It has been a rough few years for retail. Toys R Us became the latest major retailer to close all of its stores, joining one-time giants like Circuit City, Linens 'n Things, Borders Books & Music, Radio Shack, Circuit City, Sharper Image, Bon-Ton, and a few others in failure.
Things aren't going to get any better in 2019, with a number of brands clinging tenuously to existence. This is generally blamed on the so-called retail apocalypse -- the idea that a move to digital is killing brick-and-mortar chains. In reality, it's more complicated than that. Yes, digital sales have been steadily rising, but that has not been a problem for retailers that have adjusted accordingly to an omnichannel model.
A number of brands on this list simply have not done that. That puts their futures, at least in their current formats (since dead brand like Toys R Us and Sharper Image still exist as licensing plays) in serious jeopardy. Following are the big retail brands not likely to survive 2019.
You can't make a list like this without talking about Sears (SHLDQ). The long-struggling retailer filed for bankruptcy protection heading into the 2018 holiday season, and it may not emerge from Chapter 11. The company does have a buyout offer from its Chairman, Eddie Lampert, and it has a separate offer for its home services business from Ace Hardware and Centerbridge Partners.
It may be a better deal for debtholders to liquidate the company. Even if that does not happen, the surviving chain will be a lot smaller and will still face the same declining customer base and eroding brand it has for years.
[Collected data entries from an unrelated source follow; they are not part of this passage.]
//! Query-time retrieval: embed the question, rank the collection, and
//! return chunk texts with their attribution metadata.

use tracing::debug;

use crate::embedding::EmbeddingProvider;
use crate::error::{RagError, Result};
use crate::models::Retrieved;
use crate::store::VectorStore;

/// Retrieve the `top_k` chunks most similar to `query`.
///
/// `documents[i]` and `metadatas[i]` describe the same entry, in rank order.
/// An empty collection yields an empty [`Retrieved`]. The query vector must
/// have the collection's dimensionality.
pub async fn retrieve<S, E>(
    query: &str,
    collection: &S,
    embedder: &E,
    top_k: usize,
) -> Result<Retrieved>
where
    S: VectorStore + ?Sized,
    E: EmbeddingProvider + ?Sized,
{
    if top_k == 0 {
        return Err(RagError::config("top_k must be >= 1"));
    }

    let vector = embedder.embed(query).await?;
    let hits = collection.query(&vector, top_k).await?;
    debug!(
        collection = %collection.info().name,
        top_k,
        hits = hits.len(),
        "retrieved chunks"
    );

    let mut retrieved = Retrieved::default();
    for hit in hits {
        retrieved.documents.push(hit.entry.text);
        retrieved.metadatas.push(hit.entry.metadata);
    }
    Ok(retrieved)
}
The discount shoe company survived a bankruptcy filing in 2018. That filing helped the chain get a little smaller, but it can't change the reality that consumers are increasingly willing to buy shoes (and clothing) online. The company has not made any sort of digital transformation and its mall-heavy portfolio is likely going to be hurt by other failing retailers drawing less traffic to malls.
3. J.C. Penney
Sears' decline has not benefited J.C. Penney (JCPN.Q) in the way many expected it would. The department store has shown signs that a turnaround might take hold, but things went south in the third quarter, when same-store sales dropped by 5.4%. That's a bad sign after the first two quarters showed tiny (0.2% and 0.3%, respectively) increases.
J.C. Penney's challenge is winning customers back with a type of store that has been in steady decline. The retailer has made lots of changes to its stores and its merchandise, and so far, none have proven the answer. It's possible the retailer serves a customer who simply no longer exists in the number needed to support it.
4. Barnes & Noble
Barnes & Noble (BKS) has been in trouble for a long time; sales have steadily slipped as more sales move online. The chain has tried to diversify its offerings by adding toys and collectibles to its traditional mix of books and magazines. It has also held a lot more events in recent years as a way to entice people into its stores.
Not much has worked, and overall sales as well as same-store sales have been moving in the wrong direction. The chain has tested adding full-service restaurants and alcohol to its locations, but so far, it hasn't seen improvement.
It's not just these four
These may be the highest-profile potential 2019 bankruptcies/disappearances, but they aren't the only companies in trouble. A number of other retailers face make-or-break years as the nature of retail continues to change.
These brands aren't dead yet (though Sears is on the brink), and any of the four could either limp its way through another year, or actually turn things around. History suggests that's not likely, but until a retailer closes its doors for good, there's always a chance that executives will figure out a path to success.